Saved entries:
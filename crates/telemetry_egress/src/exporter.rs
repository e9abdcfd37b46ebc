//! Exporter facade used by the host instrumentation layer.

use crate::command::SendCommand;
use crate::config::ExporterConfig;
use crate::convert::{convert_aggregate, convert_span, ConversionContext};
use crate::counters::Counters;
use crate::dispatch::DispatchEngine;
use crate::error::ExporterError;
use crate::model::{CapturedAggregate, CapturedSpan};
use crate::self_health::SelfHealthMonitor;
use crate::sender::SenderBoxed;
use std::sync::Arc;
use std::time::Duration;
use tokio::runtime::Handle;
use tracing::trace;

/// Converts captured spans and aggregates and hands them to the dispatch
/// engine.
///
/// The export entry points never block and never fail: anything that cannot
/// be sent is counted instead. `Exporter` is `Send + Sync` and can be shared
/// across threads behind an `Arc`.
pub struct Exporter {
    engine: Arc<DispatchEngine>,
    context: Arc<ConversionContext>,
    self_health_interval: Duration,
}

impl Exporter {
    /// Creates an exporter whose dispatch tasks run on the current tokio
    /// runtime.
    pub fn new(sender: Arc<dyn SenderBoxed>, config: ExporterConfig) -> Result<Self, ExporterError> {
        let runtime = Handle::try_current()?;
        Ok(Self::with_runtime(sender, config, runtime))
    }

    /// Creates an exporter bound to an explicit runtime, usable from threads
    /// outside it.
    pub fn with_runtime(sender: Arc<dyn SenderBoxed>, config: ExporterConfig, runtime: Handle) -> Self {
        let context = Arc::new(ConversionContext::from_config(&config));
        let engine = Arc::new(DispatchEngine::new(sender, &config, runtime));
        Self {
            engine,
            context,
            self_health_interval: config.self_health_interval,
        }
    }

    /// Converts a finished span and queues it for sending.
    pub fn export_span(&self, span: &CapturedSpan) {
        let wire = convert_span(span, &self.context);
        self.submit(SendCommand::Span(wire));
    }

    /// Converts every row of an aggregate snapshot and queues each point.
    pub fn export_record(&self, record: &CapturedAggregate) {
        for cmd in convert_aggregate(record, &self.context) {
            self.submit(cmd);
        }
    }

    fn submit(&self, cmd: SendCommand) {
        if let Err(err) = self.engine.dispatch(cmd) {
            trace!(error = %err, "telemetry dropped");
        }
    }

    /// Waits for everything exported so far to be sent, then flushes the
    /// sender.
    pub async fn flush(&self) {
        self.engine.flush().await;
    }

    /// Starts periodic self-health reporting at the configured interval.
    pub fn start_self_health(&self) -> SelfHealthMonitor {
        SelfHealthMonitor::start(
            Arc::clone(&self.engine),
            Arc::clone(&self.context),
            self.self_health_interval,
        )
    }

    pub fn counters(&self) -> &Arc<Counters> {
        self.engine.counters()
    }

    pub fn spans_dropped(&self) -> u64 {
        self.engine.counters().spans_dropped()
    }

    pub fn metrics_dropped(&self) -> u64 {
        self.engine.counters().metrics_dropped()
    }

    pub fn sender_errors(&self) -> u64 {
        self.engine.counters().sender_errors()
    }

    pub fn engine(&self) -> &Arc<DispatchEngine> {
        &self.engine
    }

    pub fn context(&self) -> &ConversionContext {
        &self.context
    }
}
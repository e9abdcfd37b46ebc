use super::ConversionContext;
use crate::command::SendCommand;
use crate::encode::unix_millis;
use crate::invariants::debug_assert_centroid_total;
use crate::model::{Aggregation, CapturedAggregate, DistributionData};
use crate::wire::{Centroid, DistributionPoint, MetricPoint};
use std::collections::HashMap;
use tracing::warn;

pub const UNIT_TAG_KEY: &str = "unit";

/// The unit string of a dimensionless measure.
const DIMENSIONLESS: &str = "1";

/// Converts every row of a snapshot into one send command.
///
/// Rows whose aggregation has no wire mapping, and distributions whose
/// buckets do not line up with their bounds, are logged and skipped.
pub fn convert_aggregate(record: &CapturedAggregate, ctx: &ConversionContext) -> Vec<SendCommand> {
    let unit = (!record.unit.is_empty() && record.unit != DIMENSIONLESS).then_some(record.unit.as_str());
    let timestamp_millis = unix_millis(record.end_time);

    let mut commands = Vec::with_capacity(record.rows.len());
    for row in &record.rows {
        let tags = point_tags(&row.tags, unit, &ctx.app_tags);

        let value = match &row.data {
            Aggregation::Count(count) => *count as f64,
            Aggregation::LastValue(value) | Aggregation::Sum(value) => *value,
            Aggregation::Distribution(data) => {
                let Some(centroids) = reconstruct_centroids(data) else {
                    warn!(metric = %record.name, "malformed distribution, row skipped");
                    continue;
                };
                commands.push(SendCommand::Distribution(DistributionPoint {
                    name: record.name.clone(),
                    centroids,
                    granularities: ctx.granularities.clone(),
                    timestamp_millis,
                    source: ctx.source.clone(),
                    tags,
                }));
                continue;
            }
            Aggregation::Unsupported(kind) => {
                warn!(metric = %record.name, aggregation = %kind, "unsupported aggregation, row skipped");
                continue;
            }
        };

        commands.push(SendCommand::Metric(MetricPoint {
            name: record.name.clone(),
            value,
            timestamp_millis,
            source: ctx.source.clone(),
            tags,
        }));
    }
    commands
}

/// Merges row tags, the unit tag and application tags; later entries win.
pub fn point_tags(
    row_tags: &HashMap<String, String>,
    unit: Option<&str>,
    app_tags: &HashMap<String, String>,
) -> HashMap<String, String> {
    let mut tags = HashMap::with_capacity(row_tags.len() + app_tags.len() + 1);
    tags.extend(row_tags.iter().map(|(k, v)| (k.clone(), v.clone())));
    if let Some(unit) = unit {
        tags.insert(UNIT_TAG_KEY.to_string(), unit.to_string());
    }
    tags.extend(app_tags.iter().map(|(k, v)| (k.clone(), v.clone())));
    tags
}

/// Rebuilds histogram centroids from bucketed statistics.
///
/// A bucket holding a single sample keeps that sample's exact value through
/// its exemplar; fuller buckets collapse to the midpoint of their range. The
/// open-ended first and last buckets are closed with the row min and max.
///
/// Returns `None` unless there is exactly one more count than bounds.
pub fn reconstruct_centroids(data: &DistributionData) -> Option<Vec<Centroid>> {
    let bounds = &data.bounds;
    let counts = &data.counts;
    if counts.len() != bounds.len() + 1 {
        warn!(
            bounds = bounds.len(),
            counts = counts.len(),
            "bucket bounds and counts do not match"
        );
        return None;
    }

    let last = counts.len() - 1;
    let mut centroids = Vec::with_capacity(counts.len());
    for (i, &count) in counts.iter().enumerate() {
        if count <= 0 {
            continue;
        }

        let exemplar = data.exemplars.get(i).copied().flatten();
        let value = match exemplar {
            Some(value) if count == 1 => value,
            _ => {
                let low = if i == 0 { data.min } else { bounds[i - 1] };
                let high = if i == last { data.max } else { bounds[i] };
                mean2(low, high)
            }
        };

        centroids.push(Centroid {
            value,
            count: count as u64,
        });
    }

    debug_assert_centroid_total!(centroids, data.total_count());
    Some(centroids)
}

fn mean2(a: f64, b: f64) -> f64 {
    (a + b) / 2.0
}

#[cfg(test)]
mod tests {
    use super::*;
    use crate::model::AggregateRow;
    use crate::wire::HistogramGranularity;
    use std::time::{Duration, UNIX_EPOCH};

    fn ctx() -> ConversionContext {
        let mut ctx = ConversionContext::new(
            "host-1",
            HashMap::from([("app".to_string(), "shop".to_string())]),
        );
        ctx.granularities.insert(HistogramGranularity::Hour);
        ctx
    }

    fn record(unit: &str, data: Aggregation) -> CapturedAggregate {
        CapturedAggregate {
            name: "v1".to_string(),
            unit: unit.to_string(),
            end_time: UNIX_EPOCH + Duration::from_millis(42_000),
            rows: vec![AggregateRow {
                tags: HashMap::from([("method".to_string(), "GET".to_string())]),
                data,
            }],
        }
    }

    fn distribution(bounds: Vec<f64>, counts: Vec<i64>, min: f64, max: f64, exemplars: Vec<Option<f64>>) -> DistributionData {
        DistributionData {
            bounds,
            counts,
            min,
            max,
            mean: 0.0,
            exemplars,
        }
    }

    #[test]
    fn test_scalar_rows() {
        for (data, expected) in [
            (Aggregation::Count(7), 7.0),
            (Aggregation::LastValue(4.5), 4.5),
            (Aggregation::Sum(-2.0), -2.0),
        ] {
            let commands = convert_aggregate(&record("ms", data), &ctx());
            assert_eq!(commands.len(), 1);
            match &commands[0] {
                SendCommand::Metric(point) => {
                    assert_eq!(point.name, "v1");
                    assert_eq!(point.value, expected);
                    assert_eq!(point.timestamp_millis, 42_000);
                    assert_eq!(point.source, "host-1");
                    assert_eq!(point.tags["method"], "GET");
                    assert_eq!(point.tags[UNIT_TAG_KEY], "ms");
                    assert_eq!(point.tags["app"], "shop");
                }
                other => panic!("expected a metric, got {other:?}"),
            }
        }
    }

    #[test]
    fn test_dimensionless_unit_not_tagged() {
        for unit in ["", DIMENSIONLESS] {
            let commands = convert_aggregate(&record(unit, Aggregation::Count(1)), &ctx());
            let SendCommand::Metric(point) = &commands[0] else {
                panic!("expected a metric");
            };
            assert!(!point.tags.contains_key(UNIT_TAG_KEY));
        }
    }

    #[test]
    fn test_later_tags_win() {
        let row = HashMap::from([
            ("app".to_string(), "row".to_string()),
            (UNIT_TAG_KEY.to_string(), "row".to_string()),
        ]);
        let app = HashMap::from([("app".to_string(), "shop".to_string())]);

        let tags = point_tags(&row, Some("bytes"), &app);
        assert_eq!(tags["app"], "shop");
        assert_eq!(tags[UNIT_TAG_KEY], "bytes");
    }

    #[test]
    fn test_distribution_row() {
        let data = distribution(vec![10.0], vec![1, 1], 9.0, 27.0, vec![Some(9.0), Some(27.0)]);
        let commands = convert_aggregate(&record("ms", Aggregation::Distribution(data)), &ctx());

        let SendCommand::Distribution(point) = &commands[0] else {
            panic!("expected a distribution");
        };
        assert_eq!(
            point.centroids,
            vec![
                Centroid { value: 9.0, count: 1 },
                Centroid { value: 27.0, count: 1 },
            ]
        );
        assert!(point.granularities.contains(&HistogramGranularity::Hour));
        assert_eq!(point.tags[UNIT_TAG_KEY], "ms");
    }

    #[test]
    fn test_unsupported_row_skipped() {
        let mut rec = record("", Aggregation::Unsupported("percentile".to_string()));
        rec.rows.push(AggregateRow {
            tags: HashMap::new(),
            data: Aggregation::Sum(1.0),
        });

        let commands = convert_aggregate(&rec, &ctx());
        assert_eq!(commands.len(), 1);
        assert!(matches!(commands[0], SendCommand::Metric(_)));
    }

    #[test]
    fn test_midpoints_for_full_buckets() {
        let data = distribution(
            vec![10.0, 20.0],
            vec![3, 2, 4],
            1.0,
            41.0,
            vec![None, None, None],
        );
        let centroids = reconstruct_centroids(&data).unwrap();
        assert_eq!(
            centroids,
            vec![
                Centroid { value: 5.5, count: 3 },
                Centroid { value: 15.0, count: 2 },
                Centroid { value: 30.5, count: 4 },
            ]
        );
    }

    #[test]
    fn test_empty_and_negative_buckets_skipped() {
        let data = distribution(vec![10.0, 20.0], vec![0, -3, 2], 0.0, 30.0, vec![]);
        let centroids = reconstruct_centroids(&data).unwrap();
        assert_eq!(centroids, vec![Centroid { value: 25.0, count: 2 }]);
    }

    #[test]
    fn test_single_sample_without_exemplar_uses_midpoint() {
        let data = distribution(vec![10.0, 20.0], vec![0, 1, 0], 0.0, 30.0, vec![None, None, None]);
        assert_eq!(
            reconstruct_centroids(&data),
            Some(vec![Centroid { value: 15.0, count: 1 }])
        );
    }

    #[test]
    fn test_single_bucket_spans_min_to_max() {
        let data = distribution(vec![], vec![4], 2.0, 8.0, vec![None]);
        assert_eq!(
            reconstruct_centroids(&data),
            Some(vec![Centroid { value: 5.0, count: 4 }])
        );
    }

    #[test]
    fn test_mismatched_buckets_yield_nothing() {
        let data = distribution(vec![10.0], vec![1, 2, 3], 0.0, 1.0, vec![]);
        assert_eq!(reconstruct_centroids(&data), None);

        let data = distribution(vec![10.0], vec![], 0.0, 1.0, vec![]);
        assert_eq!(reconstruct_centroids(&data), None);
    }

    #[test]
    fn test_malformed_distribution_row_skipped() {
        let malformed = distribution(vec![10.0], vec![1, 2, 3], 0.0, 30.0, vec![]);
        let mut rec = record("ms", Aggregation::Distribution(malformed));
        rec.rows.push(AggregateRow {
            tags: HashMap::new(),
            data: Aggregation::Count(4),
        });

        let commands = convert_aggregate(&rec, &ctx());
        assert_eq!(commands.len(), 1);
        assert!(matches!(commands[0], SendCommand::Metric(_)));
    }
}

About this task:
Reproduce the line containing "15.0, count: 1" and every line after it. Stop at the last line of the records, and add nothing.

Response to this task:
            Some(vec![Centroid { value: 15.0, count: 1 }])
        );
    }

    #[test]
    fn test_single_bucket_spans_min_to_max() {
        let data = distribution(vec![], vec![4], 2.0, 8.0, vec![None]);
        assert_eq!(
            reconstruct_centroids(&data),
            Some(vec![Centroid { value: 5.0, count: 4 }])
        );
    }

    #[test]
    fn test_mismatched_buckets_yield_nothing() {
        let data = distribution(vec![10.0], vec![1, 2, 3], 0.0, 1.0, vec![]);
        assert_eq!(reconstruct_centroids(&data), None);

        let data = distribution(vec![10.0], vec![], 0.0, 1.0, vec![]);
        assert_eq!(reconstruct_centroids(&data), None);
    }

    #[test]
    fn test_malformed_distribution_row_skipped() {
        let malformed = distribution(vec![10.0], vec![1, 2, 3], 0.0, 30.0, vec![]);
        let mut rec = record("ms", Aggregation::Distribution(malformed));
        rec.rows.push(AggregateRow {
            tags: HashMap::new(),
            data: Aggregation::Count(4),
        });

        let commands = convert_aggregate(&rec, &ctx());
        assert_eq!(commands.len(), 1);
        assert!(matches!(commands[0], SendCommand::Metric(_)));
    }
}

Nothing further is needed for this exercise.